Dirigen itu pemimpin konser-musik. Apakah dirigen bisa sesuka hati memilih lagu, dan mengaransemen lagu? Tidak. Sekali lagi tidak. Tidak pernah ada dirigen dipilih melalui voting. Seorang dirigen dipilih karena keahliannya, penampilannya, dan kepemimpinannya dalam bermusik. Dalam memimpin konser, seorang dirigen, pasti berpegang pada satu lembar kertas. Itulah noot. Noot sering disebut pola. Noot itu, dijadikan sandaran bagi dirigen untuk mengikuti aba-aba. Seluruh pemegang alat-musik, maupun pelantun suara (vokalis), taat pada aba-aba dirigen. Keterpaduan seluruh unsur konser, di bawah kepemimpinan dirigen, dan ketaatan pada noot, menjadikan konser-musik tampil elegan-menawan.
Dalam kaitannya dengan demokrasi - dijelaskan oleh Bung Karno - bahwa dimaksud noot adalah Pola Pembangunan Nasional, yang dibuat oleh Dewan Perencanaan Nasional (Depernas). Penyelenggara konser atas dasar Pola Pembangunan Nasional itu adalah rakyat, masyarakat, komponen bangsa, terutama tenaga profesional-fungsional. Komitmen dan orientasinya, tertuju kepada perwujudan negara yang adil dan makmur berdasarkan Pancasila.

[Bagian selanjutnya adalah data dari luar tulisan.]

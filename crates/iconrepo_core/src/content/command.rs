//! External command execution.
//!
//! Every content-store operation that touches history is built on
//! [`run_command`]. Output is captured; stderr is kept only for errors.

use log::debug;
use std::io;
use std::path::{Path, PathBuf};
use std::process::{Command, ExitStatus};
use std::time::Instant;
use thiserror::Error;

/// Failure to run an external command or a non-zero exit.
#[derive(Debug, Error)]
pub enum CommandError {
    #[error("failed to spawn `{program}`: {source}")]
    Spawn {
        program: String,
        #[source]
        source: io::Error,
    },
    #[error("`{program} {args}` exited with {status} in {}: {stderr}", .cwd.display())]
    Failed {
        program: String,
        args: String,
        cwd: PathBuf,
        status: ExitStatus,
        stderr: String,
    },
}

impl CommandError {
    /// Returns the exit code when the command ran and failed.
    pub fn exit_code(&self) -> Option<i32> {
        match self {
            Self::Failed { status, .. } => status.code(),
            Self::Spawn { .. } => None,
        }
    }
}

/// Runs `program args..` inside `cwd` and returns captured stdout.
pub fn run_command(program: &str, args: &[&str], cwd: &Path) -> Result<String, CommandError> {
    let started_at = Instant::now();
    let output = Command::new(program)
        .args(args)
        .current_dir(cwd)
        .output()
        .map_err(|source| CommandError::Spawn {
            program: program.to_string(),
            source,
        })?;

    debug!(
        "event=command_run module=content program={} args={:?} exit={:?} duration_ms={}",
        program,
        args,
        output.status.code(),
        started_at.elapsed().as_millis()
    );

    if !output.status.success() {
        return Err(CommandError::Failed {
            program: program.to_string(),
            args: args.join(" "),
            cwd: cwd.to_path_buf(),
            status: output.status,
            stderr: String::from_utf8_lossy(&output.stderr).trim().to_string(),
        });
    }

    Ok(String::from_utf8_lossy(&output.stdout).into_owned())
}

#[cfg(test)]
mod tests {
    use super::{run_command, CommandError};

    #[test]
    fn captures_stdout_of_successful_command() {
        let dir = tempfile::tempdir().unwrap();
        let out = run_command("git", &["--version"], dir.path()).unwrap();
        assert!(out.starts_with("git version"));
    }

    #[test]
    fn reports_non_zero_exit_with_stderr() {
        let dir = tempfile::tempdir().unwrap();
        let err = run_command("git", &["procyon-lotor"], dir.path()).unwrap_err();
        match &err {
            CommandError::Failed { stderr, .. } => assert!(!stderr.is_empty()),
            other => panic!("unexpected error: {other}"),
        }
        assert!(err.exit_code().is_some());
    }

    #[test]
    fn reports_missing_program_as_spawn_error() {
        let dir = tempfile::tempdir().unwrap();
        let err = run_command("iconrepo-no-such-binary", &[], dir.path()).unwrap_err();
        assert!(matches!(err, CommandError::Spawn { .. }));
    }
}
//! Metadata store contracts and the SQLite implementation.
//!
//! # Responsibility
//! - Transactional CRUD over icon, iconfile, tag and association rows.
//! - Return semantic errors (`IconNotFound`, `IconfileNotFound`) in addition
//!   to database transport errors.
//!
//! # Invariants
//! - Mutations that must be paired with a content-store change return a
//!   [`PreparedWrite`]; nothing is committed until the caller finishes it.
//! - Removing the last iconfile of an icon removes the icon.

pub mod icon_repo;
pub mod prepared;

pub use icon_repo::SqliteIconRepository;
pub use prepared::{PreparedWrite, SideEffectError};

use crate::db::DbError;
use crate::model::icon::{IconDescriptor, Iconfile, IconfileDescriptor};
use rusqlite::ErrorCode;
use thiserror::Error;

pub type RepoResult<T> = Result<T, RepoError>;

#[derive(Debug, Error)]
pub enum RepoError {
    #[error(transparent)]
    Db(#[from] DbError),
    #[error("icon not found: {0}")]
    IconNotFound(String),
    #[error("iconfile {descriptor} of icon {icon_name} not found")]
    IconfileNotFound {
        icon_name: String,
        descriptor: IconfileDescriptor,
    },
    #[error("expected one iconfile {descriptor} for icon {icon_name}, found {count}")]
    TooManyRows {
        icon_name: String,
        descriptor: IconfileDescriptor,
        count: usize,
    },
    #[error("metadata schema is missing table `{0}`")]
    MissingRequiredTable(&'static str),
    #[error("failed iconfile operation: {operation}")]
    SideEffectFailed {
        operation: String,
        #[source]
        source: SideEffectError,
    },
}

impl From<rusqlite::Error> for RepoError {
    fn from(value: rusqlite::Error) -> Self {
        Self::Db(DbError::Sqlite(value))
    }
}

impl RepoError {
    pub fn is_not_found(&self) -> bool {
        matches!(
            self,
            Self::IconNotFound(_) | Self::IconfileNotFound { .. }
        )
    }

    /// Whether this is a uniqueness/foreign-key violation, e.g. a duplicate
    /// `(icon, format, size)` insert.
    pub fn is_constraint_violation(&self) -> bool {
        match self {
            Self::Db(err) => {
                err.sqlite_error().sqlite_error_code() == Some(ErrorCode::ConstraintViolation)
            }
            _ => false,
        }
    }
}

/// Metadata store operations used by the write coordinator.
pub trait MetadataStore: Send + Sync {
    /// Inserts the icon row and its first iconfile row.
    fn create_icon(
        &self,
        icon_name: &str,
        iconfile: &Iconfile,
        modified_by: &str,
    ) -> RepoResult<PreparedWrite>;

    /// Inserts one iconfile row for an existing icon and records the writer.
    fn add_iconfile_to_icon(
        &self,
        icon_name: &str,
        iconfile: &Iconfile,
        modified_by: &str,
    ) -> RepoResult<PreparedWrite>;

    /// Deletes every iconfile row, and thereby the icon.
    ///
    /// Returns the icon as it was before deletion, read inside the same
    /// transaction.
    fn delete_icon(
        &self,
        icon_name: &str,
        modified_by: &str,
    ) -> RepoResult<(PreparedWrite, IconDescriptor)>;

    /// Deletes one iconfile row; deletes the icon when it was the last one.
    fn delete_iconfile(
        &self,
        icon_name: &str,
        descriptor: &IconfileDescriptor,
        modified_by: &str,
    ) -> RepoResult<PreparedWrite>;

    /// Associates `tag` with the icon, creating the tag on first use.
    fn add_tag(&self, icon_name: &str, tag: &str, modified_by: &str) -> RepoResult<()>;

    /// Removes the association; the tag itself is kept.
    fn remove_tag(&self, icon_name: &str, tag: &str, modified_by: &str) -> RepoResult<()>;

    /// Every tag ever created, sorted by text.
    fn get_existing_tags(&self) -> RepoResult<Vec<String>>;

    fn describe_icon(&self, icon_name: &str) -> RepoResult<IconDescriptor>;

    /// Every icon, sorted by name.
    fn describe_all_icons(&self) -> RepoResult<Vec<IconDescriptor>>;

    fn get_icon_file(
        &self,
        icon_name: &str,
        descriptor: &IconfileDescriptor,
    ) -> RepoResult<Vec<u8>>;
}
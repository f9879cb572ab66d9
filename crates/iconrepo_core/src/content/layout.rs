//! Pure path derivation and commit-message policy.
//!
//! Nothing here touches the filesystem, so both functions are always
//! recomputable from `(name, format, size)` and the changed-path list.

use crate::model::icon::IconfileDescriptor;

/// Author domain tag embedded in commit author lines.
pub const AUTHOR_DOMAIN_TAG: &str = "IconRepoServer";

/// Repo-relative path of an iconfile: `<format>/<size>/<name>@<size>.<format>`.
pub fn iconfile_path(icon_name: &str, descriptor: &IconfileDescriptor) -> String {
    format!(
        "{format}/{size}/{icon_name}@{size}.{format}",
        format = descriptor.format,
        size = descriptor.size
    )
}

/// Kind of content change a commit records.
#[derive(Debug, Clone, PartialEq, Eq)]
pub enum ContentChange {
    /// One or more iconfiles written.
    IconfilesAdded,
    /// One iconfile of `icon_name` removed.
    IconfileDeleted { icon_name: String },
    /// Every iconfile of `icon_name` removed.
    IconDeleted { icon_name: String },
}

impl ContentChange {
    /// Short label used in log events.
    pub fn label(&self) -> &'static str {
        match self {
            Self::IconfilesAdded => "add_iconfile",
            Self::IconfileDeleted { .. } => "delete_iconfile",
            Self::IconDeleted { .. } => "delete_icon",
        }
    }

    /// Builds the commit message for `changed_paths` written by `author`.
    pub fn commit_message(&self, changed_paths: &[String], author: &str) -> String {
        let file_list = changed_paths.join("\n");
        let base = match self {
            Self::IconfilesAdded => format!("{file_list} icon file(s) added"),
            Self::IconfileDeleted { icon_name } => {
                format!("iconfile for icon \"{icon_name}\" deleted:\n\n{file_list}")
            }
            Self::IconDeleted { icon_name } => {
                format!("all file(s) for icon \"{icon_name}\" deleted:\n\n{file_list}")
            }
        };
        format!("{base} by {author}")
    }
}

/// Author argument value: `<identity>@IconRepoServer <<identity>>`.
pub fn commit_author(identity: &str) -> String {
    format!("{identity}@{AUTHOR_DOMAIN_TAG} <{identity}>")
}
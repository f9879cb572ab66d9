//! Version-controlled content store for iconfile bytes.
//!
//! # Responsibility
//! - Map `(name, format, size)` to a working-tree path.
//! - Write/remove iconfiles and commit or discard working-tree changes.
//!
//! # Invariants
//! - HEAD of the store is the authoritative committed state.
//! - `stage_and_commit` stages everything, so the working tree must hold no
//!   unrelated dirty state when it runs. Callers reach the store only
//!   through the mutation queue, which guarantees this.
//! - A failed change job leaves the working tree at HEAD.

pub mod command;
mod git;
pub mod layout;

pub use command::{run_command, CommandError};
pub use git::{GitContentStore, SIMULATE_COMMIT_FAILURE_ENV};
pub use layout::{commit_author, iconfile_path, ContentChange};

use crate::model::icon::{Iconfile, IconfileDescriptor};
use log::{debug, error, info};
use std::io;
use std::path::{Path, PathBuf};
use std::time::Instant;
use thiserror::Error;

pub type ContentResult<T> = Result<T, ContentError>;

/// Content-store failure.
#[derive(Debug, Error)]
pub enum ContentError {
    #[error("content store location `{}` exists but is not a directory", .0.display())]
    NotADirectory(PathBuf),
    #[error("failed to initialize content store at `{}`", location.display())]
    Init {
        location: PathBuf,
        #[source]
        source: Box<ContentError>,
    },
    #[error("{operation} failed for `{}`: {source}", path.display())]
    Io {
        operation: &'static str,
        path: PathBuf,
        #[source]
        source: io::Error,
    },
    #[error("iconfile {descriptor} of icon {icon_name} not found in content store")]
    IconfileNotFound {
        icon_name: String,
        descriptor: IconfileDescriptor,
    },
    #[error("failed to commit {paths:?}: {source}")]
    Commit {
        paths: Vec<String>,
        #[source]
        source: CommandError,
    },
    #[error(transparent)]
    Command(#[from] CommandError),
}

impl ContentError {
    pub fn is_not_found(&self) -> bool {
        matches!(self, Self::IconfileNotFound { .. })
    }
}

/// Capability interface over a history-tracked file store.
///
/// Kept narrow so another backend can replace the git implementation without
/// changing the coordinator.
pub trait ContentStore: Send + 'static {
    /// Root of the working tree.
    fn location(&self) -> &Path;

    /// Writes iconfile bytes to the derived path; returns the repo-relative path.
    fn write_file(&self, icon_name: &str, iconfile: &Iconfile) -> ContentResult<String>;

    /// Removes the iconfile at the derived path; returns the repo-relative path.
    fn remove_file(&self, icon_name: &str, descriptor: &IconfileDescriptor)
        -> ContentResult<String>;

    /// Stages every working-tree change and commits it as one unit.
    fn stage_and_commit(
        &self,
        changed_paths: &[String],
        change: &ContentChange,
        author: &str,
    ) -> ContentResult<()>;

    /// Discards uncommitted changes. Best effort: failures are logged only.
    fn rollback(&self);

    /// Runs a store command in the working tree and returns stdout.
    fn run_command(&self, args: &[&str]) -> ContentResult<String>;
}

/// Applies one content change as a unit: mutate, stage, commit.
///
/// Any failure triggers [`ContentStore::rollback`] before returning, so the
/// working tree is back at HEAD when this returns an error.
pub fn apply_change<S, F>(
    store: &S,
    change: &ContentChange,
    author: &str,
    mutate: F,
) -> ContentResult<Vec<String>>
where
    S: ContentStore + ?Sized,
    F: FnOnce(&S) -> ContentResult<Vec<String>>,
{
    let started_at = Instant::now();
    debug!(
        "event=content_change module=content status=start change={}",
        change.label()
    );

    let result = mutate(store).and_then(|paths| {
        store.stage_and_commit(&paths, change, author)?;
        Ok(paths)
    });

    match &result {
        Ok(paths) => info!(
            "event=content_change module=content status=ok change={} paths={} duration_ms={}",
            change.label(),
            paths.len(),
            started_at.elapsed().as_millis()
        ),
        Err(err) => {
            error!(
                "event=content_change module=content status=error change={} duration_ms={} error={}",
                change.label(),
                started_at.elapsed().as_millis(),
                err
            );
            store.rollback();
        }
    }

    result
}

Dalam konser pembangunan negara itu, semua elemen bangsa wajib berusaha memberikan kontribusinya. Insinyur, dokter, ahli ekonomi, sarjana hukum, tukang gerobak, dan lain-lain, semua dan seluruhnya, bersatu, bergerak, bergotong-royong, dalam irama dan kepemimpinan seorang dirigen. Dirigen itu adalah Kepala Negara. Itulah gambaran esensi demokrasi ala Indonesia, demokrasi Pancasila.

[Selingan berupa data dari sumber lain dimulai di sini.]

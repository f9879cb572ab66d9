//! Dual-store write coordinator.
//!
//! # Responsibility
//! - Validate input, stage metadata statements, then run the content change
//!   on the mutation queue as the side effect gating the metadata commit.
//! - Serve reads straight from the metadata store.
//!
//! # Invariants
//! - A failed content change leaves both stores as they were: the metadata
//!   transaction rolls back and the working tree is reset to HEAD.
//! - The content store is reachable only through the queue.
//! - Metadata writers are admitted one at a time, in arrival order, and
//!   hold the admission until their transaction is finished. SQLite's write
//!   lock is therefore never contended inside one coordinator, and the busy
//!   timeout only applies to other processes.
//! - If git commits but the metadata commit then fails, the content store
//!   is ahead. Committed history is never rewritten to hide that.

use crate::config::{ConfigError, RepoConfig};
use crate::content::{apply_change, ContentChange, ContentError, ContentStore, GitContentStore};
use crate::model::icon::{
    validate_icon_name, IconDescriptor, IconValidationError, Iconfile, IconfileDescriptor,
};
use crate::queue::{MutationQueue, QueueError};
use crate::repo::{MetadataStore, PreparedWrite, RepoError, SqliteIconRepository};
use log::{debug, error, info};
use parking_lot::{FairMutex, FairMutexGuard};
use std::error::Error;
use std::time::Instant;
use thiserror::Error;

pub type CoordinatorResult<T> = Result<T, CoordinatorError>;

#[derive(Debug, Error)]
pub enum CoordinatorError {
    #[error(transparent)]
    Validation(#[from] IconValidationError),
    #[error(transparent)]
    Config(#[from] ConfigError),
    #[error("{operation}: {source}")]
    Metadata {
        operation: String,
        #[source]
        source: RepoError,
    },
    #[error("{operation}: {source}")]
    Content {
        operation: String,
        #[source]
        source: ContentError,
    },
    #[error(transparent)]
    Queue(#[from] QueueError),
}

impl CoordinatorError {
    /// Whether the icon or iconfile asked for does not exist in either store.
    pub fn is_not_found(&self) -> bool {
        let mut current: Option<&(dyn Error + 'static)> = Some(self);
        while let Some(err) = current {
            if err
                .downcast_ref::<RepoError>()
                .is_some_and(RepoError::is_not_found)
                || err
                    .downcast_ref::<ContentError>()
                    .is_some_and(ContentError::is_not_found)
            {
                return true;
            }
            current = err.source();
        }
        false
    }

    /// Whether the metadata store rejected a duplicate or dangling row.
    pub fn is_constraint_violation(&self) -> bool {
        matches!(self, Self::Metadata { source, .. } if source.is_constraint_violation())
    }
}

/// Coordinates writes across a metadata store and a queued content store.
pub struct WriteCoordinator<M = SqliteIconRepository, S = GitContentStore>
where
    M: MetadataStore,
    S: ContentStore,
{
    metadata: M,
    content: MutationQueue<S>,
    write_gate: FairMutex<()>,
}

impl WriteCoordinator {
    /// Opens both stores from `config`.
    ///
    /// The content store is initialized when absent; the metadata schema
    /// must already be bootstrapped.
    pub fn from_config(config: &RepoConfig) -> CoordinatorResult<Self> {
        config.validate()?;

        let content = GitContentStore::initialize(&config.content_store_location).map_err(
            |source| CoordinatorError::Content {
                operation: "initialize content store".to_string(),
                source,
            },
        )?;
        let metadata = SqliteIconRepository::try_new(&config.database_path, config.busy_timeout())
            .map_err(|source| CoordinatorError::Metadata {
                operation: "open metadata store".to_string(),
                source,
            })?;

        Self::new(metadata, content)
    }
}

impl<M, S> WriteCoordinator<M, S>
where
    M: MetadataStore,
    S: ContentStore,
{
    /// Takes ownership of both stores; the content store moves onto the
    /// queue worker.
    pub fn new(metadata: M, content: S) -> CoordinatorResult<Self> {
        Ok(Self {
            metadata,
            content: MutationQueue::start(content)?,
            write_gate: FairMutex::new(()),
        })
    }

    pub fn metadata(&self) -> &M {
        &self.metadata
    }

    /// Creates `icon_name` with its first iconfile.
    pub fn create_icon(
        &self,
        icon_name: &str,
        iconfile: Iconfile,
        modified_by: &str,
    ) -> CoordinatorResult<IconDescriptor> {
        validate_icon_name(icon_name)?;
        iconfile.descriptor().validate()?;

        let started_at = Instant::now();
        let _admission = self.admit_writer();
        let operation = format!("create icon {icon_name}");
        let pending = self
            .metadata
            .create_icon(icon_name, &iconfile, modified_by)
            .map_err(|source| metadata_error(&operation, source))?;

        let name = icon_name.to_string();
        self.finish(&operation, pending, ContentChange::IconfilesAdded, modified_by, move |store| {
            Ok(vec![store.write_file(&name, &iconfile)?])
        })?;

        log_write("icon_create", icon_name, started_at);
        self.describe_icon(icon_name)
    }

    /// Adds one iconfile to an existing icon.
    pub fn add_iconfile(
        &self,
        icon_name: &str,
        iconfile: Iconfile,
        modified_by: &str,
    ) -> CoordinatorResult<IconfileDescriptor> {
        validate_icon_name(icon_name)?;
        let descriptor = iconfile.descriptor();
        descriptor.validate()?;

        let started_at = Instant::now();
        let _admission = self.admit_writer();
        let operation = format!("add iconfile {descriptor} to icon {icon_name}");
        let pending = self
            .metadata
            .add_iconfile_to_icon(icon_name, &iconfile, modified_by)
            .map_err(|source| metadata_error(&operation, source))?;

        let name = icon_name.to_string();
        self.finish(&operation, pending, ContentChange::IconfilesAdded, modified_by, move |store| {
            Ok(vec![store.write_file(&name, &iconfile)?])
        })?;

        log_write("iconfile_add", icon_name, started_at);
        Ok(descriptor)
    }

    /// Deletes one iconfile; deleting the last one deletes the icon.
    pub fn delete_iconfile(
        &self,
        icon_name: &str,
        descriptor: &IconfileDescriptor,
        modified_by: &str,
    ) -> CoordinatorResult<()> {
        validate_icon_name(icon_name)?;
        descriptor.validate()?;

        let started_at = Instant::now();
        let _admission = self.admit_writer();
        let operation = format!("delete iconfile {descriptor} of icon {icon_name}");
        let pending = self
            .metadata
            .delete_iconfile(icon_name, descriptor, modified_by)
            .map_err(|source| metadata_error(&operation, source))?;

        let name = icon_name.to_string();
        let descriptor = descriptor.clone();
        let change = ContentChange::IconfileDeleted {
            icon_name: name.clone(),
        };
        self.finish(&operation, pending, change, modified_by, move |store| {
            Ok(vec![store.remove_file(&name, &descriptor)?])
        })?;

        log_write("iconfile_delete", icon_name, started_at);
        Ok(())
    }

    /// Deletes the icon together with every iconfile it has.
    pub fn delete_icon(&self, icon_name: &str, modified_by: &str) -> CoordinatorResult<()> {
        validate_icon_name(icon_name)?;

        let started_at = Instant::now();
        let _admission = self.admit_writer();
        let operation = format!("delete icon {icon_name}");
        let (pending, icon) = self
            .metadata
            .delete_icon(icon_name, modified_by)
            .map_err(|source| metadata_error(&operation, source))?;

        let name = icon_name.to_string();
        let change = ContentChange::IconDeleted {
            icon_name: name.clone(),
        };
        self.finish(&operation, pending, change, modified_by, move |store| {
            icon.iconfiles
                .iter()
                .map(|descriptor| store.remove_file(&name, descriptor))
                .collect()
        })?;

        log_write("icon_delete", icon_name, started_at);
        Ok(())
    }

    pub fn add_tag(&self, icon_name: &str, tag: &str, modified_by: &str) -> CoordinatorResult<()> {
        let _admission = self.admit_writer();
        self.metadata
            .add_tag(icon_name, tag, modified_by)
            .map_err(|source| metadata_error(&format!("add tag {tag} to icon {icon_name}"), source))
    }

    pub fn remove_tag(
        &self,
        icon_name: &str,
        tag: &str,
        modified_by: &str,
    ) -> CoordinatorResult<()> {
        let _admission = self.admit_writer();
        self.metadata
            .remove_tag(icon_name, tag, modified_by)
            .map_err(|source| {
                metadata_error(&format!("remove tag {tag} from icon {icon_name}"), source)
            })
    }

    pub fn get_tags(&self) -> CoordinatorResult<Vec<String>> {
        self.metadata
            .get_existing_tags()
            .map_err(|source| metadata_error("list tags", source))
    }

    pub fn describe_icon(&self, icon_name: &str) -> CoordinatorResult<IconDescriptor> {
        self.metadata
            .describe_icon(icon_name)
            .map_err(|source| metadata_error(&format!("describe icon {icon_name}"), source))
    }

    pub fn describe_all_icons(&self) -> CoordinatorResult<Vec<IconDescriptor>> {
        self.metadata
            .describe_all_icons()
            .map_err(|source| metadata_error("describe all icons", source))
    }

    pub fn get_icon_file(
        &self,
        icon_name: &str,
        descriptor: &IconfileDescriptor,
    ) -> CoordinatorResult<Vec<u8>> {
        self.metadata
            .get_icon_file(icon_name, descriptor)
            .map_err(|source| {
                metadata_error(
                    &format!("get iconfile {descriptor} of icon {icon_name}"),
                    source,
                )
            })
    }

    /// Runs `inspect` against the content store on the queue worker.
    ///
    /// For read-only queries such as HEAD or status; queued behind any
    /// pending change.
    pub fn with_content_store<T, F>(&self, inspect: F) -> CoordinatorResult<T>
    where
        T: Send + 'static,
        F: FnOnce(&S) -> T + Send + 'static,
    {
        Ok(self.content.enqueue_and_wait(inspect)?)
    }

    /// Waits for this caller's turn to open a metadata write transaction.
    fn admit_writer(&self) -> FairMutexGuard<'_, ()> {
        let waited_at = Instant::now();
        let guard = self.write_gate.lock();
        debug!(
            "event=writer_admitted module=service wait_ms={}",
            waited_at.elapsed().as_millis()
        );
        guard
    }

    /// Runs the content change as the side effect of `pending`.
    fn finish<F>(
        &self,
        operation: &str,
        pending: PreparedWrite,
        change: ContentChange,
        modified_by: &str,
        mutate: F,
    ) -> CoordinatorResult<()>
    where
        F: FnOnce(&S) -> Result<Vec<String>, ContentError> + Send + 'static,
    {
        let author = modified_by.to_string();
        pending
            .commit_after(|| {
                self.content
                    .enqueue_and_wait(move |store: &S| {
                        apply_change(store, &change, &author, mutate)
                    })??;
                Ok(())
            })
            .map_err(|source| {
                error!(
                    "event=dual_write module=service status=error operation={:?} error={}",
                    operation, source
                );
                metadata_error(operation, source)
            })
    }
}

fn metadata_error(operation: &str, source: RepoError) -> CoordinatorError {
    CoordinatorError::Metadata {
        operation: operation.to_string(),
        source,
    }
}

fn log_write(event: &str, icon_name: &str, started_at: Instant) {
    info!(
        "event={} module=service status=ok icon={} duration_ms={}",
        event,
        icon_name,
        started_at.elapsed().as_millis()
    );
}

Hemat saya, bila dari esensi demokrasi itu diambil mutiara hikmah, dan selanjutnya diaktualisasikan ke masa-masa rezim penguasa saat ini, maka dapatlah diperoleh pelajaran-pelajaran berikut.

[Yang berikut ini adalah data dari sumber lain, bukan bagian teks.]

//! SQLite storage bootstrap for the metadata store.
//!
//! # Responsibility
//! - Open and configure SQLite connections.
//! - Drop and recreate the icon schema, retrying while the database is not
//!   yet reachable.
//!
//! # Invariants
//! - Returned connections have `foreign_keys=ON` and a busy timeout.
//! - Tables are created parents first and dropped children first.

mod open;
pub mod schema;

pub use open::open_connection;
pub use schema::{bootstrap_schema, is_transient, RetryPolicy, TableSpec, TABLES};

use thiserror::Error;

pub type DbResult<T> = Result<T, DbError>;

#[derive(Debug, Error)]
pub enum DbError {
    #[error(transparent)]
    Sqlite(#[from] rusqlite::Error),
    #[error("schema bootstrap gave up after {attempts} attempts: {source}")]
    RetriesExhausted {
        attempts: u32,
        #[source]
        source: rusqlite::Error,
    },
}

impl DbError {
    /// Returns the underlying SQLite error, if any.
    pub fn sqlite_error(&self) -> &rusqlite::Error {
        match self {
            Self::Sqlite(err) => err,
            Self::RetriesExhausted { source, .. } => source,
        }
    }
}
//! Icon and iconfile records.
//!
//! # Responsibility
//! - Carry icon identity, last-writer identity, tags and iconfile keys.
//! - Reject names, formats and sizes that cannot be used as path components.
//!
//! # Invariants
//! - Validated values never contain `/`, `\` or ASCII control characters,
//!   never start with `.` and never start or end with whitespace, so a
//!   derived content-store path cannot escape its `<format>/<size>` dir and
//!   commit messages stay on one line.
//! - `IconDescriptor::iconfiles` keeps insertion order.

use once_cell::sync::Lazy;
use regex::Regex;
use serde::{Deserialize, Serialize};
use std::fmt::{Display, Formatter};
use thiserror::Error;

static PATH_COMPONENT_RE: Lazy<Regex> = Lazy::new(|| {
    Regex::new(r"^[^./\\\s[:cntrl:]](?:[^/\\[:cntrl:]]*[^/\\\s[:cntrl:]])?$")
        .expect("valid path component regex")
});

/// Validation failure for values that become content-store path components.
#[derive(Debug, Clone, PartialEq, Eq, Error)]
pub enum IconValidationError {
    #[error("invalid icon name: `{0}`")]
    InvalidName(String),
    #[error("invalid iconfile format: `{0}`")]
    InvalidFormat(String),
    #[error("invalid iconfile size: `{0}`")]
    InvalidSize(String),
}

/// Key of one iconfile within its icon.
#[derive(Debug, Clone, PartialEq, Eq, Hash, PartialOrd, Ord, Serialize, Deserialize)]
pub struct IconfileDescriptor {
    /// File format, e.g. `svg` or `png`.
    pub format: String,
    /// Size label, e.g. `24px` or `great`.
    pub size: String,
}

impl IconfileDescriptor {
    pub fn new(format: impl Into<String>, size: impl Into<String>) -> Self {
        Self {
            format: format.into(),
            size: size.into(),
        }
    }

    /// Checks that both components are safe as path segments.
    pub fn validate(&self) -> Result<(), IconValidationError> {
        if !is_path_component(&self.format) {
            return Err(IconValidationError::InvalidFormat(self.format.clone()));
        }
        if !is_path_component(&self.size) {
            return Err(IconValidationError::InvalidSize(self.size.clone()));
        }
        Ok(())
    }
}

impl Display for IconfileDescriptor {
    fn fmt(&self, f: &mut Formatter<'_>) -> std::fmt::Result {
        write!(f, "{}/{}", self.format, self.size)
    }
}

/// One binary rendition of an icon.
#[derive(Debug, Clone, PartialEq, Eq)]
pub struct Iconfile {
    pub format: String,
    pub size: String,
    pub content: Vec<u8>,
}

impl Iconfile {
    pub fn new(format: impl Into<String>, size: impl Into<String>, content: Vec<u8>) -> Self {
        Self {
            format: format.into(),
            size: size.into(),
            content,
        }
    }

    /// Returns the `(format, size)` key of this iconfile.
    pub fn descriptor(&self) -> IconfileDescriptor {
        IconfileDescriptor::new(self.format.as_str(), self.size.as_str())
    }
}

/// Icon metadata without iconfile contents.
#[derive(Debug, Clone, PartialEq, Eq, Serialize, Deserialize)]
#[serde(rename_all = "camelCase")]
pub struct IconDescriptor {
    pub name: String,
    /// Identity of the last writer.
    pub modified_by: String,
    /// Tags sorted by text.
    pub tags: Vec<String>,
    /// Iconfile keys in insertion order.
    pub iconfiles: Vec<IconfileDescriptor>,
}

impl IconDescriptor {
    /// Returns whether the icon has an iconfile with the given key.
    pub fn has_iconfile(&self, descriptor: &IconfileDescriptor) -> bool {
        self.iconfiles.iter().any(|item| item == descriptor)
    }
}

/// Checks that an icon name is safe as a file-name stem.
pub fn validate_icon_name(name: &str) -> Result<(), IconValidationError> {
    if is_path_component(name) {
        Ok(())
    } else {
        Err(IconValidationError::InvalidName(name.to_string()))
    }
}

fn is_path_component(value: &str) -> bool {
    PATH_COMPONENT_RE.is_match(value)
}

Pertama, Kepala Negara sebagai dirigen konser kebangsaan, wajib menjalankan tugasnya sesuai aspirasi rakyat. Garis-Garis Besar Haluan Negara (GBHN), sebagai noot penyelenggaraan negara, sekalian MPR sebagai pembuatnya, mesti diadakan dan dipulihkan jati-dirinya sebagai Lembaga Tertinggi Negara.
Kedua, Pancasila sebagai roh Staatsfundamental Norm (Pokok-pokok Kaidah Negara Yang Fundamental), wajib dijadikan roh dalam proses penyusunan maupun produk (isi) GBHN.
Ketiga, penyelenggaraan negara atas dasar Rencana Pembangunan Jangka Menengah atau Jangka Panjang yang dibuat Presiden sebagai konkritisasi janji-janjinya saat kampanye, sebenarnya cacat-ideologis dan inskonstitusional. Tidak layak, dan tidak mencukupi, untuk sarana mewujudkan Visi dan Misi negara. Oleh karenanya, praktik demikian wajib diakhiri, diubah, serta dikembalikan ke jalur filosofi, ideologi, dan konstitusi.
Keempat, Kepala Negara, sebagai dirigen konser kebangsaan tidak boleh memimpin negara atas dasar kemauan/kepentingan pribadi, keluarga, golongan, atau kelompok tertentu saja. Segala bentuk penyimpangan, penyalah-gunaan wewenang sebagai Kepala Negara wajib dipertanggung-jawabkan terhadap konstitusi dan hukum negara yang berlaku. Permintaan maaf saja, amat tidak cukup.
Kelima, pada ranah empiris, demokrasi, sebagai sistem pemerintahan yang aslinya berasal dari rakyat, oleh rakyat dan untuk rakyat, ternyata telah berubah total menjadi sistem pemerintahan tunggal, tirani, oligarki. Keseluruhannya menyimpang dan bertolak belakang dari nilai-nilai Pancasila. Karenanya, wajib didekonstruksi dan dikembalikan ke dasar dan makna filosofisnya, yakni Pancasila.
Dari beberapa mutiara hikmah di atas, kiranya perlu diingatkan, agar demo, gugatan, hujatan terhadap praktik demokrasi saat ini, tidak kebablasan dan tidak anarkis. Kedepankan, sikap santun dan tertib. Jangan salah arah. Jangan liberal. Nilai-nilai Pancasila mesti dijadikan sandaran selama revolusi demokrasi berlangsung. Last but not least, jangan lupa, demokrasi Indonesia adalah demokrasi Pancasila. Wallahu’alam.
Prof. Dr. Sudjito Atmoredjo, S.H., M.Si.
Guru Besar pada Sekolah Pascasarjana UGM.